In 2008, Etsy was becoming the most popular platform for artists to sell their work. Blenda jumped on the bandwagon, but says she didn’t have a single sale during her first six months. By this time, she was a part of a supportive and tight knit group of online artists, and this community is what helped catalyze her online success. They readily shared ideas on how to promote their art with each other, and soon Blenda’s Etsy shop took off. She even ended up on the front page of Etsy, and she now has over 3000 Etsy sales.
Staying inspired, staying motivated
In addition to learning the ins and outs of selling art online, Blenda has learned a lot from her lengthy career about how to keep the creative energy flowing.
“My husband, Joe, and I live on a farm,” Blenda explains, “One of our favorite pastimes is hiking in the woods and being inspired by nature. I know everyone says that, but I think I have a legitimate excuse to say that . . . we live in Oregon where we have all these trees surrounding us . . . I plant a flower garden every year. Looking at the colors and the flowers and that kind of thing, I try to incorporate that into my artwork.”
Blenda says that when she sets out to create a painting, she tries not to get too attached to the original image in her head. “Quite often I have an idea that I want something to turn out a certain way, then I turn back and look at it and it’s like…where the heck did that come from? Most of the time I have no idea!”
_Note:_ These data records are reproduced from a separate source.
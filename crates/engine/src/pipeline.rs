//! Request pipeline: history → corpus → filter → rank → truncate → render.
//!
//! # Determinism
//!
//! Given the same corpus (same rows, same load order) and the same query,
//! [`ScopingEngine::scope`] always produces byte-identical text. No random
//! or time-dependent logic is involved.

use crate::history;
use crate::scope::token;
use crate::scope::{filter, serialize, PriorityRanker};
use kbscope_config::ScopingConfig;
use kbscope_core::knowledge::KnowledgeRow;
use kbscope_core::message::ConversationMessage;
use kbscope_knowledge::KnowledgeStore;
use serde::{Deserialize, Serialize};
use std::sync::Arc;
use tracing::debug;

// ── Types ─────────────────────────────────────────────────────────────────

/// The raw inbound payload.
#[derive(Debug, Clone, Default, Serialize, Deserialize)]
pub struct ScopeRequest {
    /// The user's current question.
    pub query: String,
    /// Prior turns, in whatever shape the caller sent them.
    #[serde(default)]
    pub history: serde_json::Value,
}

impl ScopeRequest {
    pub fn new(query: impl Into<String>) -> Self {
        Self {
            query: query.into(),
            history: serde_json::Value::Null,
        }
    }

    pub fn with_history(mut self, history: serde_json::Value) -> Self {
        self.history = history;
        self
    }
}

/// The rendered knowledge block for one request.
#[derive(Debug, Clone, PartialEq, Eq)]
pub struct ScopedContext {
    rows: Vec<KnowledgeRow>,
    text: String,
    fallback: bool,
    total_candidates: usize,
}

impl ScopedContext {
    /// Rows that were rendered, in rendered order.
    pub fn rows(&self) -> &[KnowledgeRow] {
        &self.rows
    }

    pub fn text(&self) -> &str {
        &self.text
    }

    /// True when the query matched nothing and the whole corpus was ranked.
    pub fn is_fallback(&self) -> bool {
        self.fallback
    }

    /// Rows that survived filtering, before truncation.
    pub fn total_candidates(&self) -> usize {
        self.total_candidates
    }

    pub fn estimated_tokens(&self) -> usize {
        token::estimate_tokens(&self.text)
    }
}

/// Everything the generation step needs from this engine.
#[derive(Debug, Clone)]
pub struct GroundingOutput {
    pub context: ScopedContext,
    /// Normalized history, oldest first, at most `history_limit` long.
    pub history: Vec<ConversationMessage>,
}

/// Instruction text plus the ordered conversation, ready for a chat API.
#[derive(Debug, Clone, PartialEq, Eq)]
pub struct GroundedPrompt {
    /// Instructions followed by the rendered knowledge block.
    pub system_message: String,
    /// Bounded history, then the current user turn.
    pub messages: Vec<ConversationMessage>,
}

impl GroundingOutput {
    /// Arrange the output the way the generation step consumes it.
    pub fn to_prompt(&self, instructions: &str, query: &str) -> GroundedPrompt {
        let system_message = if instructions.trim().is_empty() {
            self.context.text.clone()
        } else {
            format!("{}\n\n{}", instructions.trim_end(), self.context.text)
        };

        let mut messages = self.history.clone();
        messages.push(ConversationMessage::user(query.trim()));

        GroundedPrompt {
            system_message,
            messages,
        }
    }
}

// ── Engine ────────────────────────────────────────────────────────────────

/// The scoping engine. Cheap to share: wrap it in an `Arc` and call it from
/// any number of tasks.
pub struct ScopingEngine {
    store: Arc<KnowledgeStore>,
    ranker: PriorityRanker,
    max_rows: usize,
    history_limit: usize,
}

impl ScopingEngine {
    pub fn new(store: Arc<KnowledgeStore>, config: &ScopingConfig) -> Self {
        Self {
            store,
            ranker: PriorityRanker::new(&config.preferred_types),
            max_rows: config.max_rows,
            history_limit: config.history_limit,
        }
    }

    pub fn store(&self) -> &KnowledgeStore {
        &self.store
    }

    /// Run the full pipeline for one request.
    pub async fn prepare(&self, request: &ScopeRequest) -> GroundingOutput {
        let history = history::normalize_bounded(&request.history, self.history_limit);
        let corpus = self.store.load().await;
        let context = self.scope(&request.query, &corpus);

        debug!(
            corpus = corpus.len(),
            candidates = context.total_candidates,
            rendered = context.rows.len(),
            fallback = context.fallback,
            history = history.len(),
            context_tokens = context.estimated_tokens(),
            history_tokens = token::estimate_messages_tokens(&history),
            "Scoped knowledge for request"
        );

        GroundingOutput { context, history }
    }

    /// Filter, rank, truncate and render `corpus` for `query`. Pure.
    pub fn scope(&self, query: &str, corpus: &[KnowledgeRow]) -> ScopedContext {
        let outcome = filter(query, corpus);
        let total_candidates = outcome.rows.len();

        let mut ranked = self.ranker.rank(&outcome.rows);
        ranked.truncate(self.max_rows);

        ScopedContext {
            text: serialize(&ranked),
            rows: ranked.into_iter().cloned().collect(),
            fallback: outcome.fallback,
            total_candidates,
        }
    }
}

#[cfg(test)]
mod tests {
    use super::*;
    use crate::scope::NO_MATCHES;
    use kbscope_core::message::Role;
    use kbscope_knowledge::{StaticSource, UnconfiguredSource};
    use serde_json::json;

    fn corpus() -> Vec<KnowledgeRow> {
        vec![
            KnowledgeRow::new("tidepool", "anecdote", "Sensor story").with_id(1),
            KnowledgeRow::new("jascore_1_0", "summary", "Scoring engine")
                .with_id(2)
                .with_title("JasCore")
                .with_depth("overview"),
            KnowledgeRow::new("jascore_1_0", "method", "Uses Rust")
                .with_id(3)
                .with_title("JasCore")
                .with_depth("supporting_detail"),
            KnowledgeRow::new("loom", "outcome", "Shown at a festival")
                .with_id(4)
                .with_depth("overview"),
            KnowledgeRow::new("loom", "method", "Weaving pipeline").with_id(5),
        ]
    }

    fn engine_with(rows: Vec<KnowledgeRow>, max_rows: usize) -> ScopingEngine {
        let store = Arc::new(KnowledgeStore::new(Arc::new(StaticSource::new(rows))));
        let config = ScopingConfig {
            max_rows,
            ..ScopingConfig::default()
        };
        ScopingEngine::new(store, &config)
    }

    fn ids(context: &ScopedContext) -> Vec<Option<i64>> {
        context.rows().iter().map(|r| r.id).collect()
    }

    #[tokio::test]
    async fn matching_query_narrows_and_ranks() {
        let engine = engine_with(corpus(), 8);
        let out = engine.prepare(&ScopeRequest::new("JasCore overview")).await;

        assert!(!out.context.is_fallback());
        assert_eq!(ids(&out.context), vec![Some(2), Some(3)]);
        assert!(out.context.text().starts_with("PROJECT: jascore_1_0\nTYPE: summary"));
    }

    #[tokio::test]
    async fn unmatched_query_ranks_full_corpus_then_truncates() {
        let engine = engine_with(corpus(), 3);
        let out = engine.prepare(&ScopeRequest::new("hello")).await;

        assert!(out.context.is_fallback());
        assert_eq!(out.context.total_candidates(), 5);
        // scores: 1→0, 2→4, 3→3, 4→4, 5→2
        assert_eq!(ids(&out.context), vec![Some(2), Some(4), Some(3)]);
        assert_ne!(out.context.text(), NO_MATCHES);
    }

    #[tokio::test]
    async fn unavailable_source_renders_sentinel() {
        let store = Arc::new(KnowledgeStore::new(Arc::new(UnconfiguredSource::new("test"))));
        let engine = ScopingEngine::new(store, &ScopingConfig::default());

        let out = engine.prepare(&ScopeRequest::new("JasCore")).await;
        assert_eq!(out.context.text(), NO_MATCHES);
        assert!(out.context.rows().is_empty());
    }

    #[tokio::test]
    async fn history_is_normalized_and_bounded() {
        let engine = engine_with(corpus(), 8);
        let history: Vec<serde_json::Value> = (1..=9)
            .map(|i| {
                let role = if i % 2 == 0 { "assistant" } else { "user" };
                json!({"role": role, "content": format!("turn {i}")})
            })
            .collect();
        let request = ScopeRequest::new("hello").with_history(json!(history));

        let out = engine.prepare(&request).await;
        assert_eq!(out.history.len(), 6);
        assert_eq!(out.history[0].content, "turn 4");
        assert_eq!(out.history[5].content, "turn 9");
    }

    #[test]
    fn scope_is_deterministic() {
        let engine = engine_with(vec![], 4);
        let rows = corpus();
        for query in ["hello", "loom", "JasCore overview", ""] {
            assert_eq!(engine.scope(query, &rows), engine.scope(query, &rows));
        }
    }

    #[test]
    fn request_deserializes_without_history() {
        let request: ScopeRequest = serde_json::from_value(json!({"query": "hi"})).unwrap();
        assert!(request.history.is_null());

        let request: ScopeRequest =
            serde_json::from_value(json!({"query": "hi", "history": "garbage"})).unwrap();
        assert!(history::normalize(&request.history).is_empty());
    }

    #[tokio::test]
    async fn prompt_orders_instructions_history_and_query() {
        let engine = engine_with(corpus(), 2);
        let request = ScopeRequest::new("  What is loom?  ").with_history(json!([
            {"role": "user", "content": "hi"},
            {"role": "assistant", "content": "hello!"}
        ]));
        let out = engine.prepare(&request).await;

        let prompt = out.to_prompt("Answer using the knowledge below.", &request.query);
        assert!(prompt.system_message.starts_with("Answer using the knowledge below.\n\n"));
        assert!(prompt.system_message.ends_with(out.context.text()));
        assert_eq!(prompt.messages.len(), 3);
        assert_eq!(prompt.messages[1].role, Role::Assistant);
        assert_eq!(prompt.messages[2], ConversationMessage::user("What is loom?"));
    }
}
Blenda motivates herself to produce new art regularly by organizing two open studio shows per year, one in June and one in October. She opens up her studio space on the farm to the community, so that they can browse and buy paintings. (Anyone interested in these events can follow @blendastudio on social media for updates.)
Marylhurst for Life
Marylhurst continues to hold a special place in Blenda’s heart, and since graduating she has remained involved with the university community. She has participated in alumni gallery shows, as well as holding her own show in Shoen Library’s Streff Gallery in 2014. “I exhibited 20 paintings and filled the whole space. I think it’s great; it’s something you can write about and put on your resume, your bio, that kind of thing,” Blenda says of the experience.
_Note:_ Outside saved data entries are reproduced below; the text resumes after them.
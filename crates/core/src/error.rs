//! Error types for the kbscope domain.
//!
//! Uses `thiserror` for ergonomic error definitions.
//! None of these are fatal to a request: the engine degrades to "less
//! context" instead of aborting. They exist so collaborators can report
//! what went wrong to the operator log.

use thiserror::Error;

/// The top-level error type for kbscope operations.
#[derive(Debug, Error)]
pub enum Error {
    // --- Knowledge errors ---
    #[error("Knowledge error: {0}")]
    Knowledge(#[from] KnowledgeError),

    // --- Configuration errors ---
    #[error("Configuration error: {message}")]
    Config { message: String },

    // --- Serialization ---
    #[error("Serialization error: {0}")]
    Serialization(#[from] serde_json::Error),

    // --- Generic ---
    #[error("Internal error: {0}")]
    Internal(String),
}

/// Result type alias using our Error.
pub type Result<T> = std::result::Result<T, Error>;

/// Failures reported by a knowledge collaborator.
#[derive(Debug, Clone, Error)]
pub enum KnowledgeError {
    #[error("Knowledge source not configured: {0}")]
    NotConfigured(String),

    #[error("Knowledge source unavailable: {0}")]
    Unavailable(String),

    #[error("Storage error: {0}")]
    Storage(String),

    #[error("Invalid knowledge row at index {index}: {reason}")]
    InvalidRow { index: usize, reason: String },
}
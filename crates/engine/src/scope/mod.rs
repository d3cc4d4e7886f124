//! Row selection and rendering.
//!
//! | Step | Module | Behaviour on edge cases |
//! |------|--------|-------------------------|
//! | Filter | [`filter`] | No matches → full corpus |
//! | Rank | [`ranker`] | Equal scores keep load order |
//! | Render | [`serializer`] | Empty input → fixed sentinel |
//!
//! All three are pure functions of their input; none touches shared state.

pub mod filter;
pub mod ranker;
pub mod serializer;
pub mod token;

pub use filter::{filter, FilterOutcome};
pub use ranker::PriorityRanker;
pub use serializer::{serialize, NO_MATCHES, SEPARATOR};
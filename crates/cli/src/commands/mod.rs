//! Subcommand implementations.

pub mod config_cmd;
pub mod doctor;
pub mod import;
pub mod onboard;
pub mod scope;
//! `kbscope scope` — Run the scoping pipeline for one query.

use kbscope_config::AppConfig;
use kbscope_engine::{ScopeRequest, ScopingEngine};
use kbscope_knowledge::{build_source, KnowledgeStore};
use std::path::PathBuf;
use std::sync::Arc;

pub async fn run(
    query: String,
    history: Option<PathBuf>,
    instructions: Option<String>,
    json: bool,
) -> Result<(), Box<dyn std::error::Error>> {
    let config = AppConfig::load().map_err(|e| format!("Failed to load config: {e}"))?;

    let history = match history {
        Some(path) => {
            let raw = tokio::fs::read_to_string(&path)
                .await
                .map_err(|e| format!("Failed to read history {}: {e}", path.display()))?;
            serde_json::from_str(&raw)
                .map_err(|e| format!("History file is not valid JSON: {e}"))?
        }
        None => serde_json::Value::Null,
    };

    let source = build_source(&config.knowledge).await;
    let store = Arc::new(KnowledgeStore::new(source));
    let engine = ScopingEngine::new(store, &config.scoping);

    let request = ScopeRequest::new(query).with_history(history);
    let output = engine.prepare(&request).await;

    if json {
        let mut body = serde_json::json!({
            "query": request.query,
            "fallback": output.context.is_fallback(),
            "candidates": output.context.total_candidates(),
            "rows": output.context.rows(),
            "context": output.context.text(),
            "history": output.history,
            "estimated_tokens": output.context.estimated_tokens(),
        });
        if let Some(instructions) = &instructions {
            let prompt = output.to_prompt(instructions, &request.query);
            body["prompt"] = serde_json::json!({
                "system": prompt.system_message,
                "messages": prompt.messages,
            });
        }
        println!("{}", serde_json::to_string_pretty(&body)?);
        return Ok(());
    }

    match &instructions {
        Some(instructions) => {
            let prompt = output.to_prompt(instructions, &request.query);
            println!("[system]\n{}\n", prompt.system_message);
            for message in &prompt.messages {
                println!("[{}]\n{}\n", message.role, message.content);
            }
        }
        None => println!("{}", output.context.text()),
    }

    eprintln!(
        "\n📊 {} of {} candidate rows rendered{} (~{} tokens)",
        output.context.rows().len(),
        output.context.total_candidates(),
        if output.context.is_fallback() {
            ", no direct match"
        } else {
            ""
        },
        output.context.estimated_tokens()
    );

    Ok(())
}
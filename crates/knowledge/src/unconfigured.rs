//! Placeholder source used when no knowledge backend is configured.

use async_trait::async_trait;
use kbscope_core::error::KnowledgeError;
use kbscope_core::knowledge::{KnowledgeRow, KnowledgeSource};

/// A source that always reports it is not configured.
///
/// The store logs the failure and serves an empty corpus, so requests still
/// succeed with the "no matching entries" context.
pub struct UnconfiguredSource {
    reason: String,
}

impl UnconfiguredSource {
    pub fn new(reason: impl Into<String>) -> Self {
        Self {
            reason: reason.into(),
        }
    }
}

#[async_trait]
impl KnowledgeSource for UnconfiguredSource {
    fn name(&self) -> &str {
        "none"
    }

    async fn fetch_all(&self) -> Result<Vec<KnowledgeRow>, KnowledgeError> {
        Err(KnowledgeError::NotConfigured(self.reason.clone()))
    }
}

#[cfg(test)]
mod tests {
    use super::*;

    #[tokio::test]
    async fn always_not_configured() {
        let source = UnconfiguredSource::new("knowledge.source = none");
        let err = source.fetch_all().await.unwrap_err();
        assert!(matches!(err, KnowledgeError::NotConfigured(_)));
        assert!(err.to_string().contains("knowledge.source = none"));
    }
}
//! # kbscope Core
//!
//! Domain types, traits, and error definitions for the kbscope
//! knowledge-grounding engine. This crate does **no I/O** and pulls in no
//! storage or runtime crates; it defines the domain model that the knowledge
//! sources and the scoping engine implement against.
//!
//! ## Design Philosophy
//!
//! The backing knowledge store is a collaborator, defined here as the
//! [`KnowledgeSource`] trait. Implementations live in `kbscope-knowledge`.
//! This enables:
//! - Swapping the backing store via configuration
//! - Easy testing with static or counting sources
//! - Clean dependency graph (all crates depend inward on core)

pub mod error;
pub mod knowledge;
pub mod message;

// Re-export key types at crate root for ergonomics
pub use error::{Error, KnowledgeError, Result};
pub use knowledge::{KnowledgeRow, KnowledgeSource, RawKnowledgeRow};
pub use message::{ConversationMessage, Role};
//! `kbscope onboard` — First-time setup.

use kbscope_config::AppConfig;

pub async fn run() -> Result<(), Box<dyn std::error::Error>> {
    let config_dir = AppConfig::config_dir();
    let config_path = config_dir.join("config.toml");

    println!("📚 kbscope — First-Time Setup");
    println!("=============================\n");

    if !config_dir.exists() {
        std::fs::create_dir_all(&config_dir)?;
        println!("✅ Created config directory: {}", config_dir.display());
    } else {
        println!("  Config directory exists: {}", config_dir.display());
    }

    if config_path.exists() {
        println!("\n⚠️  Config already exists at: {}", config_path.display());
        println!("   Edit it manually or delete and re-run onboard.\n");
    } else {
        let default_toml = AppConfig::default_toml();
        std::fs::write(&config_path, &default_toml)?;
        println!("✅ Created config.toml at: {}", config_path.display());
        println!("\n📝 Next steps:");
        println!("   1. Import your knowledge: kbscope import knowledge.jsonl");
        println!("   2. Try a query:           kbscope scope -q \"tell me about <project>\"\n");
    }

    println!("🎉 Setup complete!\n");

    Ok(())
}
On the topic of how Marylhurst has continued to shape and influence her, Blenda expresses, “It’s just become a part of me. I don’t sit and ponder it, but it’s made me who I am. It gave me a really good foundation to continue. It’s like I’m legit . . . like I am an artist! It really does have this powerful effect. Having a degree is not little!”
The next phase of Blenda’s career is to start licensing her art. “This is where the interior design part of my degree has paid off. I want to work toward putting my designs on home accessories and clothes . . . I want to make some designs that I can use for interiors, to be used in fabrics and such. I have some licensing agreements with some different companies. It’s been good!”
To the next generation of artists
Finally, Blenda offers some words of wisdom to anyone graduating with an art degree, or trying to ‘make it’ in the art world:
“Keep an open mind. When I was starting out, it was like, ‘Oh, you have to get into a gallery!’ . . . That’s one way to be an artist, but there are lots of other ways of being an artist. Be persistent. Be consistent. Don’t give up — it can take a while to really get into a groove. And don’t quit your day job! . . . Don’t feel like it’s beneath you if you are a barista at a coffee shop while you are pursuing your creative side. If you just say, ‘okay, I’m just gonna make it on what I do,’ It can be very stressful and hard and zap all of the good energy out of you . . . Just have fun!”